RECORD EXTRACTS section start

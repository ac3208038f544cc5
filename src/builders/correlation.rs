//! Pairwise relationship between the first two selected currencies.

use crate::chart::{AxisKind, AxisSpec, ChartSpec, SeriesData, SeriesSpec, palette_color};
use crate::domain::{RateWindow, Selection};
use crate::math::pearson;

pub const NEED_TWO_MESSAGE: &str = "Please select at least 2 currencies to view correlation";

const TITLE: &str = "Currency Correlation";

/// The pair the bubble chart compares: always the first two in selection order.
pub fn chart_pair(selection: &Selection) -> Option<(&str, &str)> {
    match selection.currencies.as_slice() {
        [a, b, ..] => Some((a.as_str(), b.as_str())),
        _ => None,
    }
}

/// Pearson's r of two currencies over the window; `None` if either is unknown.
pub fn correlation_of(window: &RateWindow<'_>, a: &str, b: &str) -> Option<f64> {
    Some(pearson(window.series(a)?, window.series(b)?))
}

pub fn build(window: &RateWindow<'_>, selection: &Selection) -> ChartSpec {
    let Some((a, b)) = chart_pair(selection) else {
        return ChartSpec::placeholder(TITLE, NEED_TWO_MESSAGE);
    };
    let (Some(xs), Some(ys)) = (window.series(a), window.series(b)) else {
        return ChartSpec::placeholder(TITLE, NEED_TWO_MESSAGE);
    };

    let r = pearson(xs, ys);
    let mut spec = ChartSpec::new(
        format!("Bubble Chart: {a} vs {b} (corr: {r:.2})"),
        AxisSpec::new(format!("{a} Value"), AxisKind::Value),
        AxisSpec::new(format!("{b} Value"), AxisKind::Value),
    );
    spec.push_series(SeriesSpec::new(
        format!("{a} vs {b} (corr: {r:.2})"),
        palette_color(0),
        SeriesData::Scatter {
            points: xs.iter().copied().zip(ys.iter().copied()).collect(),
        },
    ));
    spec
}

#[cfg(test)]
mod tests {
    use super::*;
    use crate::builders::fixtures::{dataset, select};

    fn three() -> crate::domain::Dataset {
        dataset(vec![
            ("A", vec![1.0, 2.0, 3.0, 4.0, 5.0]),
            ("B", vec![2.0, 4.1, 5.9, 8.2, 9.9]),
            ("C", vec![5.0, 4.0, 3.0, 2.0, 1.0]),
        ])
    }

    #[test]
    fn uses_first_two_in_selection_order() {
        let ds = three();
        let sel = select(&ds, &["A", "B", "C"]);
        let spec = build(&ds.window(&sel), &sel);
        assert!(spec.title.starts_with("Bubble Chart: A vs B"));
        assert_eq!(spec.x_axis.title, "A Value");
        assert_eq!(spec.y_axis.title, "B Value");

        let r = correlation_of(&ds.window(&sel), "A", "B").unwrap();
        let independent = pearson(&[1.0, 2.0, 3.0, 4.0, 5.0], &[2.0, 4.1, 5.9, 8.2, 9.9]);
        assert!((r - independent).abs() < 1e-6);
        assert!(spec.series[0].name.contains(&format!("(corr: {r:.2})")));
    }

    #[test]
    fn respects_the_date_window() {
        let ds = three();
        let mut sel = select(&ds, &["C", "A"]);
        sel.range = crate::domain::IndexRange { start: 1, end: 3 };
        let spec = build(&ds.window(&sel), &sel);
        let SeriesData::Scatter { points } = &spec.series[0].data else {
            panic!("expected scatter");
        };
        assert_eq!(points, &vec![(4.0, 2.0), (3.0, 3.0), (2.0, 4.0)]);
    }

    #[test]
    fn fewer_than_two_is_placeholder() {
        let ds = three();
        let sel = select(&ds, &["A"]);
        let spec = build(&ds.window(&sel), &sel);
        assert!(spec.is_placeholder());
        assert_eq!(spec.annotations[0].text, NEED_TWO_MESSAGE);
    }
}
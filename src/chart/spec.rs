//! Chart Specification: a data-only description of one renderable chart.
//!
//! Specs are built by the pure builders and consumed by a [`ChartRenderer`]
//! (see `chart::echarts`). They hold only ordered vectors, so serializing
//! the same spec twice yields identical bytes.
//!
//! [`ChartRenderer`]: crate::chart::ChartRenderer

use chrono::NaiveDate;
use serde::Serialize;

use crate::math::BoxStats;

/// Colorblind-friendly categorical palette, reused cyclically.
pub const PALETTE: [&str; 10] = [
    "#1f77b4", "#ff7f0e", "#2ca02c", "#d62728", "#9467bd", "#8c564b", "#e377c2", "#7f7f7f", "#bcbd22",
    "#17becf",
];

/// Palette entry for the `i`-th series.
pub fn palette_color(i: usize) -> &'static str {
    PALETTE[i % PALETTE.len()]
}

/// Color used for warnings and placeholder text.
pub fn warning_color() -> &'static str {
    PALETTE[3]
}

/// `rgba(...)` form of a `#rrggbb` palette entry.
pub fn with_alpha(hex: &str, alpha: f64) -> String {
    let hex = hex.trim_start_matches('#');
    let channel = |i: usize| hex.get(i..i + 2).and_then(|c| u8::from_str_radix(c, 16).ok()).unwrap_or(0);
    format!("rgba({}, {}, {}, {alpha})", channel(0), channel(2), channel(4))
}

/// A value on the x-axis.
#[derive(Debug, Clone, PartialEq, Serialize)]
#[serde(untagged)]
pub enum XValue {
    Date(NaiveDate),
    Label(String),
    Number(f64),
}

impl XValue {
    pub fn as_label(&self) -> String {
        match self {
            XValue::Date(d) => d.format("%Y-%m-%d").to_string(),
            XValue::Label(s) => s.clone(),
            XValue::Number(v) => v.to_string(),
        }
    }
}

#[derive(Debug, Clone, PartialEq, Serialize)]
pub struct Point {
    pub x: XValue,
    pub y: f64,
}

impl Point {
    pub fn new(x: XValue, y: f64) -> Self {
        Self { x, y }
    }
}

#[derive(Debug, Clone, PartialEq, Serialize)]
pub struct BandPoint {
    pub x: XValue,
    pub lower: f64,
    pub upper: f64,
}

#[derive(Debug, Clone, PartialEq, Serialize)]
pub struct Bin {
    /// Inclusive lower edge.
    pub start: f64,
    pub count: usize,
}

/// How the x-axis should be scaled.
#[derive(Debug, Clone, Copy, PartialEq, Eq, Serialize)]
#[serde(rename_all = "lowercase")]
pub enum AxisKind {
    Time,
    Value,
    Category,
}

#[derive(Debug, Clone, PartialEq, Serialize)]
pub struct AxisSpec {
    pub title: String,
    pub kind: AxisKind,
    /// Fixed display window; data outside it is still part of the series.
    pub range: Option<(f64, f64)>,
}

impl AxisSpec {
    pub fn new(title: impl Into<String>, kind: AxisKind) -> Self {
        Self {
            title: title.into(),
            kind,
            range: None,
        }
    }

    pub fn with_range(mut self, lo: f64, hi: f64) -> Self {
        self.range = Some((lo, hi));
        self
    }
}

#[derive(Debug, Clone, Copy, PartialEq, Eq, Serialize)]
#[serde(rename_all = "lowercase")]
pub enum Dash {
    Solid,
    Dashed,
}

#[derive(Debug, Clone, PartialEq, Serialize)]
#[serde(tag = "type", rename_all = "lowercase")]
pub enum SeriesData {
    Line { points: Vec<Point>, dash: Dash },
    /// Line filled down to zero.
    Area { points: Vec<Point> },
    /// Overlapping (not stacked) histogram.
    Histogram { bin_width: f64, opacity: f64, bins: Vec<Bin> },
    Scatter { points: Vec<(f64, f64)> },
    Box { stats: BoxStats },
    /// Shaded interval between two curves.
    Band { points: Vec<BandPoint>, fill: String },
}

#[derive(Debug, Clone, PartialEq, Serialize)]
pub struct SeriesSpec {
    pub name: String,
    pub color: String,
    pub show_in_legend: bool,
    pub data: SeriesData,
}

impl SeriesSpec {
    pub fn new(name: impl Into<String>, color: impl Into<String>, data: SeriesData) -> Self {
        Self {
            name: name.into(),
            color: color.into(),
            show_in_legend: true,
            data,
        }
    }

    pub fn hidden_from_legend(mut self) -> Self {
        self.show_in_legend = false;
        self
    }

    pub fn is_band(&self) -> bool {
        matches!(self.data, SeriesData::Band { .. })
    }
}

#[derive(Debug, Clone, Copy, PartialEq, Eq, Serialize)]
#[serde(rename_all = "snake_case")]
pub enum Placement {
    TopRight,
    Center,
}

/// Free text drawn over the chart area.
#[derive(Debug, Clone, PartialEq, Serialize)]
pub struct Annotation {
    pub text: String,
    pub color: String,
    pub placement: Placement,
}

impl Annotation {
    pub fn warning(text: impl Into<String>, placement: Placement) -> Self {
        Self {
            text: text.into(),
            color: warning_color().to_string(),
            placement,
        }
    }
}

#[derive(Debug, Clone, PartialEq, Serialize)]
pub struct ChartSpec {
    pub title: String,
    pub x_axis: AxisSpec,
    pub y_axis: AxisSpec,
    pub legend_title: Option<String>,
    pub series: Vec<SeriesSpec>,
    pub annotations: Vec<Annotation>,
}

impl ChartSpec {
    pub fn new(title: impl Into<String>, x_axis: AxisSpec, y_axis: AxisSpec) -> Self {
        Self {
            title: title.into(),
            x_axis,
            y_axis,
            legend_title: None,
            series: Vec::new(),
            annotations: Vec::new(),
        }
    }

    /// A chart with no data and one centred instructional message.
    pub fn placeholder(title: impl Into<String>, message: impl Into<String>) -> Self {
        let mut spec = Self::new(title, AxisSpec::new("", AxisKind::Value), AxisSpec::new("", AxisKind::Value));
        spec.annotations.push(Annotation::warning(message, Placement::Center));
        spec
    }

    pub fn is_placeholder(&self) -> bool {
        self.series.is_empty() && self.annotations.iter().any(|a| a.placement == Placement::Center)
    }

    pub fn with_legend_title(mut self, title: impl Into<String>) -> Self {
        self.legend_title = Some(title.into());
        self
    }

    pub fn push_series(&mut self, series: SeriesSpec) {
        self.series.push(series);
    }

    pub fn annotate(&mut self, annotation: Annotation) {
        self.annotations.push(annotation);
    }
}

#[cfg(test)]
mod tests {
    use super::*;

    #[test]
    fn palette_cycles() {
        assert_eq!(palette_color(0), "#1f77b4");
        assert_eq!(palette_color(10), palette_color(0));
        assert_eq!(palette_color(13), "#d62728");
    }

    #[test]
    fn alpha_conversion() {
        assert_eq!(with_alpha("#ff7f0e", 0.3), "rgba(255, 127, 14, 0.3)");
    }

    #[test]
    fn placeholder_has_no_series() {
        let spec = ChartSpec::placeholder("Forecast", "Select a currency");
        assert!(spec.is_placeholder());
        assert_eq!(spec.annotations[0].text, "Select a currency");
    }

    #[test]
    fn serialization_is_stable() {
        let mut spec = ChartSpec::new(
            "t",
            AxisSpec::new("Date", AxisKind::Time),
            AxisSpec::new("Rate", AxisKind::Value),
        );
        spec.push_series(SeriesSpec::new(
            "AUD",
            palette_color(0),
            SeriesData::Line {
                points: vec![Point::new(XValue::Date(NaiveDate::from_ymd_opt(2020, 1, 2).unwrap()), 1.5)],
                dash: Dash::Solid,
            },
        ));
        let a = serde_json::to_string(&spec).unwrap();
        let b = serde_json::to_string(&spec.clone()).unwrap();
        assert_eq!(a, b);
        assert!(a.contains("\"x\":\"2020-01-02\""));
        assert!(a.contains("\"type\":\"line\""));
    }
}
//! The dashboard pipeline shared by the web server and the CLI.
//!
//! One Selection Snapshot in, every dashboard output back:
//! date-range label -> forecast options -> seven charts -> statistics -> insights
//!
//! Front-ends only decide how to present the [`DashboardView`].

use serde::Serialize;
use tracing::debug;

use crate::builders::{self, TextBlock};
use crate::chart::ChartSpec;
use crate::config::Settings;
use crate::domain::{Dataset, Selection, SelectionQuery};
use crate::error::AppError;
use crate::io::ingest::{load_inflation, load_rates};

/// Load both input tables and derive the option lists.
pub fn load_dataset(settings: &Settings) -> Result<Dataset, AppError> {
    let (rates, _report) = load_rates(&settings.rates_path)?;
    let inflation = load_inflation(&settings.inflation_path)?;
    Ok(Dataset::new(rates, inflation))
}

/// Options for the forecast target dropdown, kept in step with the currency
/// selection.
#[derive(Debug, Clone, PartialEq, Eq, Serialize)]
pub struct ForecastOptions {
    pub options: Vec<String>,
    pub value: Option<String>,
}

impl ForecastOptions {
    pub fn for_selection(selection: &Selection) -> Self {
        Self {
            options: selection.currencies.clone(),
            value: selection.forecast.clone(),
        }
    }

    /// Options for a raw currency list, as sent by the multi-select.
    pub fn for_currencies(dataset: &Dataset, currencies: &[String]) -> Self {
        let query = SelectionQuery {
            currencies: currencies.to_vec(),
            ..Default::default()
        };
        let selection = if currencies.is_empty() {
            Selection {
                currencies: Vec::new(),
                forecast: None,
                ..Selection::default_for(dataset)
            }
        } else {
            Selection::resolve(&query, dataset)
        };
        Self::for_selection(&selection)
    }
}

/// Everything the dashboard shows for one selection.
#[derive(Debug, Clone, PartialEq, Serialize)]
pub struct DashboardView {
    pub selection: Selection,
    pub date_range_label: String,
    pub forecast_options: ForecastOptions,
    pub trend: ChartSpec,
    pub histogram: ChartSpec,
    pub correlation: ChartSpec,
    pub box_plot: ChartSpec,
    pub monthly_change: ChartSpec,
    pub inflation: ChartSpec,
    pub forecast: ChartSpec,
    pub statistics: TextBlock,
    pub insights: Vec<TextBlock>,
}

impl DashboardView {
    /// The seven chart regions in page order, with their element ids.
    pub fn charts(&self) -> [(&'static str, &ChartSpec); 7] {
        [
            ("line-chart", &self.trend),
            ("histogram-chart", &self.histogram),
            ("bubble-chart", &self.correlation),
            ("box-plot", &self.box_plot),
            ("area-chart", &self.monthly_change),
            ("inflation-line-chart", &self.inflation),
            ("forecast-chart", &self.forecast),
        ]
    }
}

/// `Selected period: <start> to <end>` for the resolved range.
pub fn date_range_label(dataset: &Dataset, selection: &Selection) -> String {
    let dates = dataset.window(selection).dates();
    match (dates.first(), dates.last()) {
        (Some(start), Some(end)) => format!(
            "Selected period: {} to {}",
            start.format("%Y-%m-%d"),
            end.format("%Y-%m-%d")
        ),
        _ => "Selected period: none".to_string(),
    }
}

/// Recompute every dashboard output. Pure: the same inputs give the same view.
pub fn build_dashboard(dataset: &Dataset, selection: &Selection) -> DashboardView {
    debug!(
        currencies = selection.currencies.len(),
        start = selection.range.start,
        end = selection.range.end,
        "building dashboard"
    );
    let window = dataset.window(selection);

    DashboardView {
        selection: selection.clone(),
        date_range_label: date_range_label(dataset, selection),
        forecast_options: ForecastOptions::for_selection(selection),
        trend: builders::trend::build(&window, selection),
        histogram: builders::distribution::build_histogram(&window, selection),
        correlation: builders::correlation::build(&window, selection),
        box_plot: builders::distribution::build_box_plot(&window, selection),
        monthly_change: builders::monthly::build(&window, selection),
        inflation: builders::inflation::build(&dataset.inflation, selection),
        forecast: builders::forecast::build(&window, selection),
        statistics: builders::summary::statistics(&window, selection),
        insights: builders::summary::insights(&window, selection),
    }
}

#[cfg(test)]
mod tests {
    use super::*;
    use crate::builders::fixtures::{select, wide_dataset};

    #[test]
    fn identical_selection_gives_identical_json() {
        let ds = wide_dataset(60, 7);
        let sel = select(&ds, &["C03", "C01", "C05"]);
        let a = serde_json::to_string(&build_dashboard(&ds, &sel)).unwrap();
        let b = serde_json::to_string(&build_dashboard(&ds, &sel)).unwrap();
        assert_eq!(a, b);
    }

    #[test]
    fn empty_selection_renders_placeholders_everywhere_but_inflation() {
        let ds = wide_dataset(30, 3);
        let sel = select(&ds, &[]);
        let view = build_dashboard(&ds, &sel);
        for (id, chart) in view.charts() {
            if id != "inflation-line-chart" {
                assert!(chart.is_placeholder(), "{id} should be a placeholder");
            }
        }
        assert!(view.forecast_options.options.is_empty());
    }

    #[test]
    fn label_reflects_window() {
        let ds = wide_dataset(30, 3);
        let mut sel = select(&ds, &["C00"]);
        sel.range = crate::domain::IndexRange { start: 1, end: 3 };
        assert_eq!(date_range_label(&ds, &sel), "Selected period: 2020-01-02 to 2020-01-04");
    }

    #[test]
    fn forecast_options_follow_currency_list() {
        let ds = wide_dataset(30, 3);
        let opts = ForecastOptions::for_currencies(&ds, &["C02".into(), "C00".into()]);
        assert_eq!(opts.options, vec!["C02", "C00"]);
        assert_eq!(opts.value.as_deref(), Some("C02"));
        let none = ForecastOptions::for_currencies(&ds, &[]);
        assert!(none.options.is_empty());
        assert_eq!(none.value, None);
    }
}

RECORD EXTRACTS section end

ACTION ITEM
Your answer should consist of the lines of the listing that contain "bool", copied as they stand.

OUTPUT
    pub show_in_legend: bool,
    pub fn is_band(&self) -> bool {
    pub fn is_placeholder(&self) -> bool {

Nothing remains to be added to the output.